Enfin, les médecins et les infirmières sont également informés de la conduite à tenir. Ils doivent orienter les patients suspects vers les centres 15, qui ont été équipés pour les prendre en charge, en évitant la propagation du virus grâce, notamment, à la mise en place de procédures spécifiques sécurisées et à la mise à disposition de masques.

Monsieur Barbier, vous avez également évoqué les médecins spécialistes, dont les honoraires sont bloqués depuis dix ans. Vous avez aussi parlé des chirurgiens. Il est vrai que leur lettre KCC n'avait pas augmenté depuis quinze ans. Nous nous en sommes occupés en août dernier et nous continuons à le faire.

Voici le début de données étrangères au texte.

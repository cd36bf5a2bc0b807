use std::io::ErrorKind;
use std::path::{Path, PathBuf};
use std::sync::Arc;

use chrono::Utc;
use serde_json::json;
use storage::Database;
use storage::dto::auto_train::{BatchSummary, ClipOutcome};
use storage::error::StorageError;
use storage::models::{ClipStatus, SourceType, TrainingClip};
use storage::repository::clip::ClipRepository;

use super::ClipLayout;
use crate::error::{IngestError, Result};
use crate::traits::{MediaToolkit, PoseEstimator};

async fn remove_if_present(path: &Path) {
    match tokio::fs::remove_file(path).await {
        Ok(()) => {}
        Err(e) if e.kind() == ErrorKind::NotFound => {}
        Err(e) => tracing::warn!("Could not remove {}: {}", path.display(), e),
    }
}

/// Cuts approved clips out of their source videos and extracts skeletons.
pub struct ClipProcessor {
    media: Arc<dyn MediaToolkit>,
    pose: Arc<dyn PoseEstimator>,
    layout: ClipLayout,
}

impl ClipProcessor {
    pub fn new(media: Arc<dyn MediaToolkit>, pose: Arc<dyn PoseEstimator>, layout: ClipLayout) -> Self {
        Self { media, pose, layout }
    }

    pub fn layout(&self) -> &ClipLayout {
        &self.layout
    }

    /// The clip's own video, cut once and reused afterwards. The cut lands in a
    /// partial file first so an interrupted run never leaves a reusable video.
    async fn clip_video(&self, clip: &TrainingClip) -> Result<PathBuf> {
        let output = self.layout.video_path(&clip.clip_id);
        if tokio::fs::try_exists(&output).await? {
            tracing::debug!("Reusing clip video {}", output.display());
            return Ok(output);
        }

        let partial = self.layout.partial_video_path(&clip.clip_id);
        if let Err(e) = self.cut(clip, &partial).await {
            remove_if_present(&partial).await;
            return Err(e);
        }

        tokio::fs::rename(&partial, &output).await?;
        Ok(output)
    }

    async fn cut(&self, clip: &TrainingClip, target: &Path) -> Result<()> {
        match clip.source_type {
            SourceType::Youtube => {
                let download = self.layout.download_path(&clip.clip_id);
                remove_if_present(&download).await;

                let result = match self.media.download(&clip.source_video, &download).await {
                    Ok(_) => {
                        self.media
                            .trim(&download, clip.start_time, clip.duration(), target)
                            .await
                    }
                    Err(e) => Err(e),
                };
                remove_if_present(&download).await;
                result
            }
            SourceType::Local => {
                let source = PathBuf::from(&clip.source_video);
                if !tokio::fs::try_exists(&source).await? {
                    return Err(IngestError::MediaError(format!(
                        "source video not found: {}",
                        clip.source_video
                    )));
                }
                self.media
                    .trim(&source, clip.start_time, clip.duration(), target)
                    .await
            }
        }
    }

    /// Processes one approved clip and marks it `processed`.
    pub async fn process(&self, db: &Database, clip_id: &str) -> Result<TrainingClip> {
        let repo = ClipRepository::new(db.pool());
        let clip = repo.find(clip_id).await?;

        if clip.status != ClipStatus::Approved {
            return Err(StorageError::InvalidTransition {
                from: clip.status,
                to: ClipStatus::Processed,
            }
            .into());
        }

        let video = self.clip_video(&clip).await?;
        let frames = self.pose.estimate(&video).await?;
        let detected = frames.iter().filter(|f| f.landmarks.is_some()).count();

        let skeleton_path = self.layout.skeleton_path(&clip.clip_id);
        if let Some(parent) = skeleton_path.parent() {
            tokio::fs::create_dir_all(parent).await?;
        }

        let skeleton = json!({
            "clip_id": clip.clip_id,
            "label": clip.label,
            "source_video": clip.source_video,
            "start_time": clip.start_time,
            "end_time": clip.end_time,
            "total_frames": frames.len(),
            "detected_frames": detected,
            "frames": frames,
        });
        tokio::fs::write(&skeleton_path, serde_json::to_vec(&skeleton)?).await?;

        let processed = repo
            .mark_processed(clip_id, &skeleton_path.to_string_lossy(), Utc::now())
            .await?;

        tracing::info!(
            "Processed clip {} ({} frames, {} with a pose)",
            clip_id,
            frames.len(),
            detected
        );
        Ok(processed)
    }

    /// Processes every approved clip. Failures are reported per clip.
    pub async fn process_all(&self, db: &Database) -> Result<BatchSummary> {
        let approved = ClipRepository::new(db.pool())
            .list(Some(ClipStatus::Approved))
            .await?;

        tracing::info!("Processing {} approved clips", approved.len());

        let mut outcomes = Vec::with_capacity(approved.len());
        for clip in approved {
            let outcome = match self.process(db, &clip.clip_id).await {
                Ok(done) => ClipOutcome::processed(&clip.clip_id, done.skeleton_path),
                Err(e) => {
                    tracing::warn!("Failed to process clip {}: {}", clip.clip_id, e);
                    ClipOutcome::failed(&clip.clip_id, e.to_string())
                }
            };
            outcomes.push(outcome);
        }

        Ok(BatchSummary::from_outcomes(outcomes))
    }
}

L'effet de la réforme de l'assurance maladie se fait déjà sentir. En effet, désormais, le directeur de la CNAM et le directeur de l'Union nationale des caisses d'assurance maladie, l'UNCAM, peuvent négocier avec les syndicats. Nous sommes en présence d'un exécutif fort. Nous croyons, pour notre part, au dialogue social. Les différents syndicats représentatifs des médecins spécialistes et généralistes sont en pourparlers avec l'UNCAM et je suis persuadé que, dans l'intérêt général, ils aboutiront très vite à un accord pour le bien de toute la population française.